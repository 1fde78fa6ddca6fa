use super::{Formatter, Item, Setting, SignStyle};
use crate::field::Field;
use std::sync::Arc;

/// Longest run of digits a numeric field may print or parse.
const MAX_WIDTH: u8 = 19;
/// Most fraction digits, one per decimal place of a nanosecond.
const MAX_FRACTION_WIDTH: u8 = 9;

/// Assembles a [`Formatter`] item by item.
///
/// Optional sections nest: `optional_start` opens one and `optional_end`
/// closes the innermost. Sections still open when `to_formatter` is called
/// are closed.
#[derive(Debug, Clone)]
pub struct FormatterBuilder {
    /// Innermost open section last; the first entry is the top level.
    sections: Vec<Vec<Item>>,
}

impl Default for FormatterBuilder {
    fn default() -> Self {
        Self::new()
    }
}

impl FormatterBuilder {
    pub fn new() -> Self {
        Self {
            sections: vec![Vec::new()],
        }
    }

    /// A value printed with as many digits as it needs and a sign only when
    /// negative.
    #[must_use]
    pub fn append_value(self, field: Field) -> Self {
        self.append_value_range(field, 1, MAX_WIDTH, SignStyle::Normal)
    }

    /// A non-negative value printed with exactly `width` digits, zero padded.
    #[must_use]
    pub fn append_value_fixed(self, field: Field, width: u8) -> Self {
        let width = width.clamp(1, MAX_WIDTH);
        self.push(Item::Value {
            field,
            min_width: width,
            max_width: width,
            sign: SignStyle::NotNegative,
        })
    }

    /// A value printed with `min_width..=max_width` digits. Widths are
    /// clamped to `1..=19` and `max_width` is raised to `min_width` if lower.
    #[must_use]
    pub fn append_value_range(self, field: Field, min_width: u8, max_width: u8, sign: SignStyle) -> Self {
        let min_width = min_width.clamp(1, MAX_WIDTH);
        let max_width = max_width.clamp(min_width, MAX_WIDTH);
        self.push(Item::Value {
            field,
            min_width,
            max_width,
            sign,
        })
    }

    /// Nano-of-second as a decimal fraction of `min_width..=max_width`
    /// digits, optionally preceded by `.`. With a zero minimum width and a
    /// decimal point, nothing at all is printed for a whole second.
    #[must_use]
    pub fn append_fraction(self, min_width: u8, max_width: u8, decimal_point: bool) -> Self {
        let min_width = min_width.min(MAX_FRACTION_WIDTH);
        let max_width = max_width.clamp(min_width.max(1), MAX_FRACTION_WIDTH);
        self.push(Item::Fraction {
            min_width,
            max_width,
            decimal_point,
        })
    }

    #[must_use]
    pub fn append_literal(self, literal: char) -> Self {
        self.push(Item::Char(literal))
    }

    /// Appends a literal string. An empty string appends nothing.
    #[must_use]
    pub fn append_literal_str(self, literal: &str) -> Self {
        match literal.chars().count() {
            0 => self,
            1 => match literal.chars().next() {
                Some(c) => self.push(Item::Char(c)),
                None => self,
            },
            _ => self.push(Item::Str(Arc::from(literal))),
        }
    }

    /// The UTC offset as `+HH:MM`, with `:SS` when the seconds are nonzero.
    /// Parsing accepts `Z` for zero.
    #[must_use]
    pub fn append_offset_id(self) -> Self {
        self.push(Item::OffsetId)
    }

    /// The region id of the zone, such as `Asia/Riyadh`. Fixed-offset zones
    /// have no region id.
    #[must_use]
    pub fn append_zone_region_id(self) -> Self {
        self.push(Item::ZoneRegionId)
    }

    /// Appends every item of `formatter`. Parse settings changed inside it
    /// stay in effect afterwards.
    #[must_use]
    pub fn append(self, formatter: &Formatter) -> Self {
        self.push(Item::Composite(formatter.items().into()))
    }

    /// Appends `formatter` as an optional section.
    #[must_use]
    pub fn append_optional(self, formatter: &Formatter) -> Self {
        self.push(Item::Optional(formatter.items().into()))
    }

    /// Opens an optional section. When printing, the section is dropped if a
    /// value it needs is unavailable; when parsing, it is skipped if it does
    /// not match.
    #[must_use]
    pub fn optional_start(mut self) -> Self {
        self.sections.push(Vec::new());
        self
    }

    /// Closes the innermost optional section. Does nothing at the top level.
    #[must_use]
    pub fn optional_end(mut self) -> Self {
        if self.sections.len() > 1 {
            if let Some(section) = self.sections.pop() {
                if !section.is_empty() {
                    return self.push(Item::Optional(section.into()));
                }
            }
        }
        self
    }

    #[must_use]
    pub fn parse_case_sensitive(self) -> Self {
        self.push(Item::Setting(Setting::CaseSensitive))
    }

    #[must_use]
    pub fn parse_case_insensitive(self) -> Self {
        self.push(Item::Setting(Setting::CaseInsensitive))
    }

    #[must_use]
    pub fn parse_strict(self) -> Self {
        self.push(Item::Setting(Setting::Strict))
    }

    #[must_use]
    pub fn parse_lenient(self) -> Self {
        self.push(Item::Setting(Setting::Lenient))
    }

    /// Finishes the formatter, closing any open optional sections. The result
    /// has no chronology, the root locale and the smart resolver.
    pub fn to_formatter(mut self) -> Formatter {
        while self.sections.len() > 1 {
            self = self.optional_end();
        }
        Formatter::new(self.sections.pop().unwrap_or_default())
    }

    fn push(mut self, item: Item) -> Self {
        if let Some(section) = self.sections.last_mut() {
            section.push(item);
        }
        self
    }
}

#[cfg(test)]
mod tests {
    use super::*;
    use crate::fmt::ResolverStyle;

    #[test]
    fn test_widths_are_clamped() {
        let formatter = FormatterBuilder::new()
            .append_value_range(Field::Year, 0, 40, SignStyle::Normal)
            .append_value_range(Field::DayOfMonth, 3, 2, SignStyle::Never)
            .append_value_fixed(Field::HourOfDay, 0)
            .to_formatter();
        assert_eq!(
            formatter.to_string(),
            "Value(year,1,19,normal)Value(day-of-month,3,3,never)Value(hour-of-day,1,1,not-negative)"
        );
    }

    #[test]
    fn test_optional_sections_nest_and_close() {
        let formatter = FormatterBuilder::new()
            .append_value(Field::HourOfDay)
            .optional_start()
            .append_literal(':')
            .append_value_fixed(Field::MinuteOfHour, 2)
            .optional_start()
            .append_literal(':')
            .append_value_fixed(Field::SecondOfMinute, 2)
            .to_formatter();
        assert_eq!(
            formatter.to_string(),
            "Value(hour-of-day,1,19,normal)[':'Value(minute-of-hour,2,2,not-negative)[':'Value(second-of-minute,2,2,not-negative)]]"
        );
    }

    #[test]
    fn test_empty_sections_are_dropped() {
        let formatter = FormatterBuilder::new()
            .optional_start()
            .optional_end()
            .optional_end()
            .append_literal_str("")
            .append_literal_str("T")
            .append_literal_str("at")
            .to_formatter();
        assert_eq!(formatter.to_string(), "'T''at'");
    }

    #[test]
    fn test_defaults() {
        let formatter = FormatterBuilder::default().append_fraction(0, 9, true).to_formatter();
        assert_eq!(formatter.chronology(), None);
        assert_eq!(formatter.resolver_style(), ResolverStyle::Smart);
        assert_eq!(formatter.to_string(), "Fraction(nano-of-second,0,9,DecimalPoint)");
    }

    #[test]
    fn test_append_composite_and_optional() {
        let time = FormatterBuilder::new()
            .append_value_fixed(Field::HourOfDay, 2)
            .to_formatter();
        let formatter = FormatterBuilder::new()
            .append(&time)
            .append_optional(&time)
            .parse_lenient()
            .to_formatter();
        assert_eq!(
            formatter.to_string(),
            "(Value(hour-of-day,2,2,not-negative))[Value(hour-of-day,2,2,not-negative)]ParseSetting(Lenient)"
        );
    }
}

——————

**ASSIGNMENT:**
Once you find the line with "self.push(Item::Setting(Setting::CaseInsensitive))" in the entries above, output it and each line after it up to and including the line with "fn push(mut self, item: Item)", and nothing else.

**SOLVED PROBLEM:**
        self.push(Item::Setting(Setting::CaseInsensitive))
    }

    #[must_use]
    pub fn parse_strict(self) -> Self {
        self.push(Item::Setting(Setting::Strict))
    }

    #[must_use]
    pub fn parse_lenient(self) -> Self {
        self.push(Item::Setting(Setting::Lenient))
    }

    /// Finishes the formatter, closing any open optional sections. The result
    /// has no chronology, the root locale and the smart resolver.
    pub fn to_formatter(mut self) -> Formatter {
        while self.sections.len() > 1 {
            self = self.optional_end();
        }
        Formatter::new(self.sections.pop().unwrap_or_default())
    }

    fn push(mut self, item: Item) -> Self {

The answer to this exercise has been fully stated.